I was listening to someone (we'll call them Person 1) vent yesterday about things another person (Person 2) had said during junior surgery this week and I was speechless. Once I found my voice, I jumped on my soapbox and shared exactly what I thought of that person and what they had said. My monologue mostly consisted of screaming in disbelief and sad head shaking because I was flabbergasted by the things said. Person 2 has also committed a multitude of mistakes that I have witnessed and its been driving me insane. Now that I've successfully built this story up, I supposed you'd like to know what happened? Backstory: both involved in that conversation have parents that are veterinarians and owners of their own private practices. That being said, Person 2 was surgeon this week and Person 1 was assistant and gave Person 1 reason to believe that Person 2 is the sole reason that they give pain meds post-op.
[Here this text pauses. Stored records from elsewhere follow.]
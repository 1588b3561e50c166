use std::{
    collections::{HashMap, HashSet},
    sync::{
        Arc, Mutex, MutexGuard,
        atomic::{AtomicBool, Ordering},
    },
};

use chrono::{DateTime, Utc};
use serde::Serialize;
use tokio::{sync::broadcast, task::JoinHandle};
use tokio_util::sync::CancellationToken;
use tracing::*;

use crate::{
    device::{Capabilities, ConnectionState, DatapathId, DeviceContext},
    error::{GatherError, RequestError},
    lifecycle::ItemLifecycleListener,
    protocol::MultipartReply,
    registry::DeviceRegistry,
    statistics::{
        StatisticsCategory, StatisticsConfig,
        listener::store_item_lifecycle_listener,
        request::{MultipartCollector, RequestCorrelator},
        translator::MultipartReplyTranslator,
    },
    store::{GatheringStatus, GatheringStatusEnd, ItemKey, StatisticsStore},
    transport::InboundMessage,
};

#[derive(Debug, Clone, PartialEq, Eq, Serialize)]
pub struct CategoryFailure {
    pub category: StatisticsCategory,
    pub reason: String,
}

/// Outcome of one gathering round.
#[derive(Debug, Clone, PartialEq, Eq, Serialize)]
pub struct RoundReport {
    pub datapath_id: DatapathId,
    pub initial: bool,
    pub started: DateTime<Utc>,
    pub finished: DateTime<Utc>,
    pub success: bool,
    pub gathered: Vec<StatisticsCategory>,
    pub failed: Vec<CategoryFailure>,
}

/// Statistics gathering for one connected device.
pub struct StatisticsContext {
    pub(super) device: DeviceContext,
    pub(super) config: StatisticsConfig,
    pub(super) correlator: RequestCorrelator<Vec<MultipartReply>>,
    pub(super) translator: MultipartReplyTranslator,
    pub(super) store: Arc<dyn StatisticsStore>,
    pub(super) registry: Arc<DeviceRegistry>,
    pub(super) last_observed: Mutex<HashMap<StatisticsCategory, HashSet<ItemKey>>>,
    collecting: Vec<StatisticsCategory>,
    collecting_enabled: AtomicBool,
    listener: ItemLifecycleListener,
    last_round: Mutex<Option<RoundReport>>,
    closed: AtomicBool,
    shutdown: CancellationToken,
    dispatcher: Mutex<Option<JoinHandle<()>>>,
}
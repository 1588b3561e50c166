use std::{sync::Arc, time::Duration};

use anyhow::*;
use openflow_stats::{
    device::{DatapathId, DeviceContext},
    lifecycle::{ItemLifecycleEvent, ItemLifecycleSource, LifecycleItem},
    statistics::{SchedulerState, StatisticsConfig, StatisticsManager, WorkMode},
    store::{InMemoryStore, ItemKey},
    transport::fake::FakeSwitch,
};

fn config() -> StatisticsConfig {
    StatisticsConfig {
        min_poll_delay: Duration::from_millis(100),
        max_poll_delay: Duration::from_secs(1),
        request_timeout: Duration::from_millis(500),
        ..Default::default()
    }
}

#[tokio::test(flavor = "multi_thread", worker_threads = 4)]
async fn test_lifecycle_events_update_store_while_polling_is_off() -> Result<()> {
    let store = InMemoryStore::new();
    let manager = StatisticsManager::new(config(), Arc::new(store.clone()), WorkMode::CollectAll);

    let mut devices = Vec::new();
    for index in 1..=3 {
        let switch = Arc::new(FakeSwitch::builder(DatapathId(index)).build());
        let source = Arc::new(ItemLifecycleSource::default());
        manager
            .device_connected(
                DeviceContext::new(switch.info(), switch.clone())
                    .with_lifecycle_source(source.clone()),
            )
            .await?;
        devices.push((switch, source));
    }

    tokio::time::timeout(Duration::from_secs(10), async {
        loop {
            let devices = manager.devices().await?;
            if devices.iter().all(|device| device.synchronized) {
                return Ok(());
            }
            tokio::time::sleep(Duration::from_millis(10)).await;
        }
    })
    .await
    .context("Timed out waiting for the first rounds")??;

    manager.change_work_mode(WorkMode::FullyDisabled).await?;
    for (_switch, source) in &devices {
        assert!(source.has_listener());
    }
    for device in manager.devices().await? {
        assert!(device.scheduler_state.is_none());
    }

    let (switch, source) = &devices[0];
    let seen = switch.requests_seen().len();
    source
        .notify(ItemLifecycleEvent::Added(LifecycleItem::Meter { meter_id: 42 }))
        .await?;
    assert!(store.contains(DatapathId(1), &ItemKey::Meter(42)).await);
    source
        .notify(ItemLifecycleEvent::Removed(LifecycleItem::Meter { meter_id: 42 }))
        .await?;
    assert!(!store.contains(DatapathId(1), &ItemKey::Meter(42)).await);

    tokio::time::sleep(Duration::from_millis(400)).await;
    assert_eq!(switch.requests_seen().len(), seen);

    manager.change_work_mode(WorkMode::CollectAll).await?;
    for (_switch, source) in &devices {
        assert!(!source.has_listener());
    }
    for device in manager.devices().await? {
        assert_eq!(device.scheduler_state, Some(SchedulerState::Running));
    }

    tokio::time::sleep(Duration::from_millis(400)).await;
    assert!(switch.requests_seen().len() > seen);

    manager.close().await?;
    for (_switch, source) in &devices {
        assert!(!source.has_listener());
    }

    Ok(())
}
use axum::Router;
use tracing::*;

use crate::web::AppState;

pub mod info;
pub mod log;
pub mod statistics;

#[instrument(level = "trace")]
pub fn router() -> Router<AppState> {
    Router::new()
        .nest("/statistics", statistics::router())
        .nest("/log", log::router())
        .nest("/info", info::router())
}
use std::{collections::HashSet, sync::Arc};

use tracing::*;

use crate::{
    error::{GatherError, StoreError, TranslateError},
    protocol::{MultipartReply, MultipartRequest},
    registry::{FlowId, FlowRegistryKey},
    statistics::{
        StatisticsCategory, StatisticsContext,
        snapshot::{SnapshotBody, StatisticsSnapshot},
    },
    store::{ItemKey, StatisticsWrite},
};

/// Registry updates to apply once the write went through.
enum Commit {
    Flows {
        fresh: Vec<(FlowRegistryKey, FlowId)>,
        stale: Vec<FlowRegistryKey>,
    },
    Groups {
        fresh: Vec<u32>,
        stale: Vec<u32>,
    },
    Meters {
        fresh: Vec<u32>,
        stale: Vec<u32>,
    },
    Observed(HashSet<ItemKey>),
}

impl StatisticsContext {
    /// Requests, translates and writes one category. Returns the number of entries written.
    #[instrument(level = "debug", skip(self), fields(dpid = %self.datapath_id()))]
    pub(super) async fn gather_category(
        &self,
        category: StatisticsCategory,
        initial: bool,
    ) -> Result<usize, GatherError> {
        let writer = self
            .store
            .lookup(category)
            .ok_or(StoreError::NoWriter(category))?;

        let request_context = self.correlator.create_request_context();
        let request = MultipartRequest::all(request_context.xid(), category.multipart_type());
        self.device.transport.send_multipart_request(request).await?;

        let parts = request_context.wait(self.config.request_timeout).await?;

        let Some(snapshot) = self.translate_parts(category, &parts)? else {
            debug!("{category} reply carried no data");
            return Ok(0);
        };
        let entries = snapshot.entry_count();

        let (write, commit) = self.diff(snapshot, initial);
        let removals = write.removals.len();

        let is_on_fly = initial && category == StatisticsCategory::Flow;
        writer.write(write, is_on_fly).await?;
        self.commit(category, commit);

        trace!("{category}: wrote {entries} entries, removed {removals} stale");
        Ok(entries)
    }

    fn translate_parts(
        &self,
        category: StatisticsCategory,
        parts: &[MultipartReply],
    ) -> Result<Option<StatisticsSnapshot>, TranslateError> {
        let datapath_id = self.datapath_id();
        let version = self.device.info.version;
        let mut merged: Option<StatisticsSnapshot> = None;

        for part in parts {
            let Some(snapshot) = self.translator.translate(datapath_id, version, part)? else {
                continue;
            };

            if snapshot.category() != category {
                return Err(TranslateError::Malformed {
                    multipart_type: "multipart",
                    reason: format!("expected {category}, got {}", snapshot.category()),
                });
            }

            match merged.as_mut() {
                Some(merged) => {
                    merged.merge(snapshot);
                }
                None => merged = Some(snapshot),
            }
        }

        Ok(merged)
    }

    /// Builds the write for `snapshot` together with the removals of stale keys.
    fn diff(&self, snapshot: StatisticsSnapshot, initial: bool) -> (StatisticsWrite, Commit) {
        let datapath_id = self.datapath_id();
        let mut flow_ids = Vec::new();
        let mut removals = Vec::new();

        let commit = match &snapshot.body {
            SnapshotBody::Flow(flows) => {
                let mut registry = self.registry.flows();
                let keys: Vec<FlowRegistryKey> =
                    flows.iter().map(FlowRegistryKey::from_statistics).collect();
                let reserved = registry.reserve_ids(&keys);
                flow_ids = reserved.iter().map(|(flow_id, _)| flow_id.clone()).collect();

                let mut stale = Vec::new();
                if !initial {
                    let current: HashSet<&FlowRegistryKey> = keys.iter().collect();
                    for key in registry.all_keys() {
                        if current.contains(&key) {
                            continue;
                        }
                        if let Some(descriptor) = registry.retrieve_descriptor(&key) {
                            removals.push(ItemKey::Flow {
                                table_id: descriptor.table_id,
                                flow_id: descriptor.flow_id.clone(),
                            });
                        }
                        stale.push(key);
                    }
                }

                let fresh = keys
                    .into_iter()
                    .zip(reserved)
                    .filter(|(_, (_, new))| *new)
                    .map(|(key, (flow_id, _))| (key, flow_id))
                    .collect();
                Commit::Flows { fresh, stale }
            }
            SnapshotBody::GroupDesc(groups) => {
                let registry = self.registry.groups();
                let (fresh, stale) = diff_ids(
                    groups.iter().map(|group| group.group_id),
                    registry.all_ids(),
                );
                removals.extend(stale.iter().map(|&group_id| ItemKey::Group(group_id)));
                Commit::Groups { fresh, stale }
            }
            SnapshotBody::MeterConfig(meters) => {
                let registry = self.registry.meters();
                let (fresh, stale) = diff_ids(
                    meters.iter().map(|meter| meter.meter_id),
                    registry.all_ids(),
                );
                removals.extend(stale.iter().map(|&meter_id| ItemKey::Meter(meter_id)));
                Commit::Meters { fresh, stale }
            }
            _ => {
                let fresh: HashSet<ItemKey> = snapshot.item_keys().into_iter().collect();
                let last_observed = self
                    .last_observed
                    .lock()
                    .unwrap_or_else(|poisoned| poisoned.into_inner());
                if let Some(previous) = last_observed.get(&snapshot.category()) {
                    removals.extend(previous.difference(&fresh).cloned());
                }
                Commit::Observed(fresh)
            }
        };

        let write = StatisticsWrite {
            datapath_id,
            snapshot: Arc::new(snapshot),
            flow_ids,
            removals,
        };

        (write, commit)
    }

    fn commit(&self, category: StatisticsCategory, commit: Commit) {
        match commit {
            Commit::Flows { fresh, stale } => {
                let mut registry = self.registry.flows();
                for (key, flow_id) in fresh {
                    registry.store(key, flow_id);
                }
                for key in stale {
                    registry.mark_to_be_removed(key);
                }
                registry.remove_marked();
            }
            Commit::Groups { fresh, stale } => {
                let mut registry = self.registry.groups();
                for group_id in fresh {
                    registry.store(group_id);
                }
                for group_id in stale {
                    registry.mark_to_be_removed(group_id);
                }
                registry.remove_marked();
            }
            Commit::Meters { fresh, stale } => {
                let mut registry = self.registry.meters();
                for meter_id in fresh {
                    registry.store(meter_id);
                }
                for meter_id in stale {
                    registry.mark_to_be_removed(meter_id);
                }
                registry.remove_marked();
            }
            Commit::Observed(fresh) => {
                self.last_observed
                    .lock()
                    .unwrap_or_else(|poisoned| poisoned.into_inner())
                    .insert(category, fresh);
            }
        }
    }
}

/// Splits reported ids into the ones not registered yet and the registered ones no longer reported.
fn diff_ids(reported: impl Iterator<Item = u32>, known: Vec<u32>) -> (Vec<u32>, Vec<u32>) {
    let reported: indexmap::IndexSet<u32> = reported.collect();
    let known: HashSet<u32> = known.into_iter().collect();

    let fresh = reported
        .iter()
        .copied()
        .filter(|id| !known.contains(id))
        .collect();
    let mut stale: Vec<u32> = known
        .into_iter()
        .filter(|id| !reported.contains(id))
        .collect();
    stale.sort_unstable();

    (fresh, stale)
}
This being due to the manhandling of soft tissue and blatant disregard of advice from any surgeon, resident, or intern. Instead of visualizing the linea alba to incise the body wall, they made 5 blind stab incisions into the tissue. Luckily, the original incision wasn't even through the subcutaneous layer, so most of the stab incisions weren't harmful (2 had to be sutured because they were in muscle belly). I won't go into more major details of the surgery, but it proceeded along in this manner. Mid-surgery, Person 2 wiped their forehead with their sterile, gloved hands... and didn't want to reglove until the rest of the group demanded it. Later, a resident was checking on the progress of the surgery and accidently contaminated Person 2's hand, so she made Person 2 reglove again. Afterwards, Person 1 and 2 were chatting and Person 2 made comments like, "I wouldn't have regloved if she wasn't standing there" and "People like us need to cut corners where we can - we don't make money from slow surgeries".
Oh dear God.
Maybe this doesn't sound like a big deal - but to me, this was the culmination of a hundred other ways that I had seen Person 2 cut corners in relation to junior surgery and I blew my top - to know that Person 2 is purposely cutting those crucial corners and is aware of it... well, that just about killed me. Not to mention that it could actually kill an animal one day. Plus - what kind of jaded mindset must you possess to be a third year and already think about "cutting corners" in surgery and in practice? How do you "cut corners" on your third surgery? How do you even know what corners are okay to cut at this point in your career?
Excuse me while I jump off my soapbox now.
I also realize that I am creating drama by sharing this with my small online community of friends. But its too crazy just to keep to myself.